■ REQUIRED WORK: "common" is the word to look for; copy each line of the listing where it occurs.

■ AVAILABLE DATA:
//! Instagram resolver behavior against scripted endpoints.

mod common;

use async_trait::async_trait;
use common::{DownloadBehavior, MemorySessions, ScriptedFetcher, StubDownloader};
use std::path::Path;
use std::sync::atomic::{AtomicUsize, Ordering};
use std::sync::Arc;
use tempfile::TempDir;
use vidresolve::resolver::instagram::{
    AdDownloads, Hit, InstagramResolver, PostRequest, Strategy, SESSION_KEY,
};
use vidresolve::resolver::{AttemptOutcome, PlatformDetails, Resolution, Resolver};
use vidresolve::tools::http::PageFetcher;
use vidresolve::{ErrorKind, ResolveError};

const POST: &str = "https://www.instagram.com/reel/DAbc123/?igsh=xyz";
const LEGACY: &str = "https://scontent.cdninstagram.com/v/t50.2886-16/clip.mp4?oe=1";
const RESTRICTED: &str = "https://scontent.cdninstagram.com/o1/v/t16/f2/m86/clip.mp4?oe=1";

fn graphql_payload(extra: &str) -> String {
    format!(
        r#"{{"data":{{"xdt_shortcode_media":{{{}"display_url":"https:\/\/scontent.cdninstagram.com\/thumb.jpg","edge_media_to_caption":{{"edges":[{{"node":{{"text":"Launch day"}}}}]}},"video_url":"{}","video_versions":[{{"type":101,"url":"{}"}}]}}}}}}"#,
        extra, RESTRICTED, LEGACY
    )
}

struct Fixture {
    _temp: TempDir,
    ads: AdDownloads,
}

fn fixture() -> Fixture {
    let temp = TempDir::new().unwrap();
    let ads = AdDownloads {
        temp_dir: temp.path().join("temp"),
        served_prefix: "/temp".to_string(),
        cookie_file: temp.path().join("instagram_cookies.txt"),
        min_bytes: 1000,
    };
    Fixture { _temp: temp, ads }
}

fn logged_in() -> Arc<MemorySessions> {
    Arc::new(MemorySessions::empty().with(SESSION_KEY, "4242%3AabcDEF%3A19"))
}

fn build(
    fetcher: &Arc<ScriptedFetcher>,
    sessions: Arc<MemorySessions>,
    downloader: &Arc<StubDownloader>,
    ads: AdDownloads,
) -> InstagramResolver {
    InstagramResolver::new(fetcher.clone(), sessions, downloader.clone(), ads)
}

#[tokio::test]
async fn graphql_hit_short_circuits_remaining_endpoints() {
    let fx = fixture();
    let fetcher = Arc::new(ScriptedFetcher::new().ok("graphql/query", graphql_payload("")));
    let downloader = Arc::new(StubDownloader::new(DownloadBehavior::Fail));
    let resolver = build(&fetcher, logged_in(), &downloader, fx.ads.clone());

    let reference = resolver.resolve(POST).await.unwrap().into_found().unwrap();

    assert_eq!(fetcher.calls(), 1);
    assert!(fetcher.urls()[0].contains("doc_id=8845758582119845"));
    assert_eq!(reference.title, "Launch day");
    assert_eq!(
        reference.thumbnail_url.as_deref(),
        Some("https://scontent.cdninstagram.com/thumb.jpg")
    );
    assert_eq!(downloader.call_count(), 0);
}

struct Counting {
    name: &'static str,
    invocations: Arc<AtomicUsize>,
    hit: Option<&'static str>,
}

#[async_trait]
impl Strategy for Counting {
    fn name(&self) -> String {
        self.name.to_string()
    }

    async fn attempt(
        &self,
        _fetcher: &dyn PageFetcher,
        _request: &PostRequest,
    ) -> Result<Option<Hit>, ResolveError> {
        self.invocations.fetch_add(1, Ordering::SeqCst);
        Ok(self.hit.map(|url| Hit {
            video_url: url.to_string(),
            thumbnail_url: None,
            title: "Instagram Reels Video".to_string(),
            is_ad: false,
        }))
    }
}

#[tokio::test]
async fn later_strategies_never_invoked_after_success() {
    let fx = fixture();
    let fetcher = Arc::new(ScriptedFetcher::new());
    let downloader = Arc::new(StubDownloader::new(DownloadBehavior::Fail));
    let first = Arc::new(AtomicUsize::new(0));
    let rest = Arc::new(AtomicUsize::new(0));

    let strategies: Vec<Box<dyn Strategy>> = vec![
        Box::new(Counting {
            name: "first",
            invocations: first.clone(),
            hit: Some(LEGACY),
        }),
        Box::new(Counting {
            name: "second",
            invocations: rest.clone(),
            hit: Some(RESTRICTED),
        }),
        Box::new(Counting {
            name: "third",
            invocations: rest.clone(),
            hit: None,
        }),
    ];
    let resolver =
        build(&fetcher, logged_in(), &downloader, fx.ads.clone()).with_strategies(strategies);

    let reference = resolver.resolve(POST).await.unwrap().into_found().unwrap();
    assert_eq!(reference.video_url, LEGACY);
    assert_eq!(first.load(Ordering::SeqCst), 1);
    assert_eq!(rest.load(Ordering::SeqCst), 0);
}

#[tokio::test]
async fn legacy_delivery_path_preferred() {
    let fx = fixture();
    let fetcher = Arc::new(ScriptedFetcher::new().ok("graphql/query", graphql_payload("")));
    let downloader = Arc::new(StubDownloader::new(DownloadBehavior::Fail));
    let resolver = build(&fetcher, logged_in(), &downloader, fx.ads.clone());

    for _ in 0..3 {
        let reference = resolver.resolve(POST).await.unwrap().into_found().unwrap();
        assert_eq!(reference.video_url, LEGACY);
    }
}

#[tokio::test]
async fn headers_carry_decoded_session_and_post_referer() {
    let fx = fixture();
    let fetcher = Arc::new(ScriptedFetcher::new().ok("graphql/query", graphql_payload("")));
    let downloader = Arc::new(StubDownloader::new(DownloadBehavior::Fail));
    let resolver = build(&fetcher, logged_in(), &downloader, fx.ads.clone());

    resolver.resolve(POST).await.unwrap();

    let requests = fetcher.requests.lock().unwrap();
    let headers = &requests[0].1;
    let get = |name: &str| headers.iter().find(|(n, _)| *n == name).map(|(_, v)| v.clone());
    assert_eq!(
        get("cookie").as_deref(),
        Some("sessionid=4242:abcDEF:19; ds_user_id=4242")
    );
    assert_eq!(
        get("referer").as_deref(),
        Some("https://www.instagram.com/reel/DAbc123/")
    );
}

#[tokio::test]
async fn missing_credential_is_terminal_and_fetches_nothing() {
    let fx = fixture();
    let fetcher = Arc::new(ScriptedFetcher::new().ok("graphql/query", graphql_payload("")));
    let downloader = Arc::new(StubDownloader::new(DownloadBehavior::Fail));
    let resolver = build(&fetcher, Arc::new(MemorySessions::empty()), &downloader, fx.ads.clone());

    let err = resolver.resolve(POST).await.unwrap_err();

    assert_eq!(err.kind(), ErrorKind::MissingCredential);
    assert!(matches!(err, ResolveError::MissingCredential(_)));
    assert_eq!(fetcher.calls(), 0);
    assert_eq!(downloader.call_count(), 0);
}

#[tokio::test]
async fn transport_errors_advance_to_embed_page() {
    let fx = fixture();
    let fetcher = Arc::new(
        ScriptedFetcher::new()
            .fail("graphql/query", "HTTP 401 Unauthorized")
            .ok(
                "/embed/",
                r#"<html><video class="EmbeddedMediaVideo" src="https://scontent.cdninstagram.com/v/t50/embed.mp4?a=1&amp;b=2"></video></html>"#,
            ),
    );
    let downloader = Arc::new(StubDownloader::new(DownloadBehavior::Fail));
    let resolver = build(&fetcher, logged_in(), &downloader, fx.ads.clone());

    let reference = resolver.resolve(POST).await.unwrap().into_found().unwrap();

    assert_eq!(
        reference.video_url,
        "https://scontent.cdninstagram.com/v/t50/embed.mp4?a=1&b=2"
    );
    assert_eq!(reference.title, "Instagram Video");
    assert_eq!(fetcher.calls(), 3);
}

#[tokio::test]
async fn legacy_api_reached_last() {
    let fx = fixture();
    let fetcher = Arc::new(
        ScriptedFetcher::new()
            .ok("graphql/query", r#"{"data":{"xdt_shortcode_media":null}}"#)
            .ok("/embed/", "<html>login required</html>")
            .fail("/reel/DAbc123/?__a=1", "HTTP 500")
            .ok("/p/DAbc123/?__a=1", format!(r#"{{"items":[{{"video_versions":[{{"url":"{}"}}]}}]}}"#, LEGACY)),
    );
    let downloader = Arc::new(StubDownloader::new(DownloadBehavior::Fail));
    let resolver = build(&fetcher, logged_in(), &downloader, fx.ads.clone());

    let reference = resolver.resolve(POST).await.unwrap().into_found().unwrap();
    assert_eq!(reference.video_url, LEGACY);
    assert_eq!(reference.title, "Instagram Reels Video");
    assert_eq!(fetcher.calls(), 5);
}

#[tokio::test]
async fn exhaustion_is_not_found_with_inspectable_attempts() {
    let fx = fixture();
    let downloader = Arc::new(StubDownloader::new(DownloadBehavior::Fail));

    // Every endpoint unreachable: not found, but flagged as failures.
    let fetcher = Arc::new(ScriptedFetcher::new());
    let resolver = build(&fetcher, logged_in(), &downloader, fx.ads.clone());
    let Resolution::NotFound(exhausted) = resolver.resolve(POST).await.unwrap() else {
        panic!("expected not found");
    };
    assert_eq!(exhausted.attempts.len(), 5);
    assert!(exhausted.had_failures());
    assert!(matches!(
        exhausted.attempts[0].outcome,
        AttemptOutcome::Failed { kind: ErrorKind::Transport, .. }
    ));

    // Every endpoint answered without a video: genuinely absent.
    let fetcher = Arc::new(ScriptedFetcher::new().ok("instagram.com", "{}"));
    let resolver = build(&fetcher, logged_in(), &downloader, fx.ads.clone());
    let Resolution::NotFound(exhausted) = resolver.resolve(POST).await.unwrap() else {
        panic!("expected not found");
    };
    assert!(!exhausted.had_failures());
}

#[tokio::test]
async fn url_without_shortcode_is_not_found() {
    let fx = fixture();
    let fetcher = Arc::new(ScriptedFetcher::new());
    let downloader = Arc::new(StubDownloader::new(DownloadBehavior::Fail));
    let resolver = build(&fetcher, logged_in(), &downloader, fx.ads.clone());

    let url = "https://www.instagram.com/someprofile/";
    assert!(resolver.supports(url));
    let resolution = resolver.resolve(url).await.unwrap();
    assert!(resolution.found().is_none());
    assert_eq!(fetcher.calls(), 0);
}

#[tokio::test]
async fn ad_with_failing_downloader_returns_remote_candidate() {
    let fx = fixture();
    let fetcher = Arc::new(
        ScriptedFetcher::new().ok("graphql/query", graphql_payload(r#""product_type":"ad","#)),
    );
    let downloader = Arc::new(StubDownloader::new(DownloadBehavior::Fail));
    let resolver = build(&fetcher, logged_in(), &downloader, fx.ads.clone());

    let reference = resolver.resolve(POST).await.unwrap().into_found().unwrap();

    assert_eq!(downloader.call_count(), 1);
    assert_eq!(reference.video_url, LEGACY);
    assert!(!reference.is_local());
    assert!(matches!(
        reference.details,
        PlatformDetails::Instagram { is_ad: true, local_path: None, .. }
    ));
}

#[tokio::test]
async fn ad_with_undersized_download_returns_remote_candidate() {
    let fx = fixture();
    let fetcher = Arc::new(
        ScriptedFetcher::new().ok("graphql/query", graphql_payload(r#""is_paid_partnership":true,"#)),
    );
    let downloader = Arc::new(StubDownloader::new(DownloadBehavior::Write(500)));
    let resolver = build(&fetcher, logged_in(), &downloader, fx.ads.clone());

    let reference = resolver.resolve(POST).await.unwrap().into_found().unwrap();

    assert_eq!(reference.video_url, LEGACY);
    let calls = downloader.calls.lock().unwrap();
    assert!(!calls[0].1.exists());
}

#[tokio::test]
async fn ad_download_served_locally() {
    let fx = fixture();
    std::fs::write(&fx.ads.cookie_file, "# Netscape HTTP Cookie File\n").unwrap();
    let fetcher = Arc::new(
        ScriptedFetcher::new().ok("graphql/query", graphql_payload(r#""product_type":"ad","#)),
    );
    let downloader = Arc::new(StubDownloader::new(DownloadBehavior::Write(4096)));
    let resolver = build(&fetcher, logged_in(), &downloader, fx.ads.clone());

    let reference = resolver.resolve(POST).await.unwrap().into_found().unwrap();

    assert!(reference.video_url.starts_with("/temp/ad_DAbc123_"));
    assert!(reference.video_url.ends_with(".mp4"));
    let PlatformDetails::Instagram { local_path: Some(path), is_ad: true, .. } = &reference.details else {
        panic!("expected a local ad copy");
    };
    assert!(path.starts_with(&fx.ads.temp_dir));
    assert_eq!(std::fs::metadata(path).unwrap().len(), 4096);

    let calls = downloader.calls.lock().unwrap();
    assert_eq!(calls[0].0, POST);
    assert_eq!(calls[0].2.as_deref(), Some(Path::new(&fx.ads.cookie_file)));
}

■ TASK RESPONSE:
mod common;
use common::{DownloadBehavior, MemorySessions, ScriptedFetcher, StubDownloader};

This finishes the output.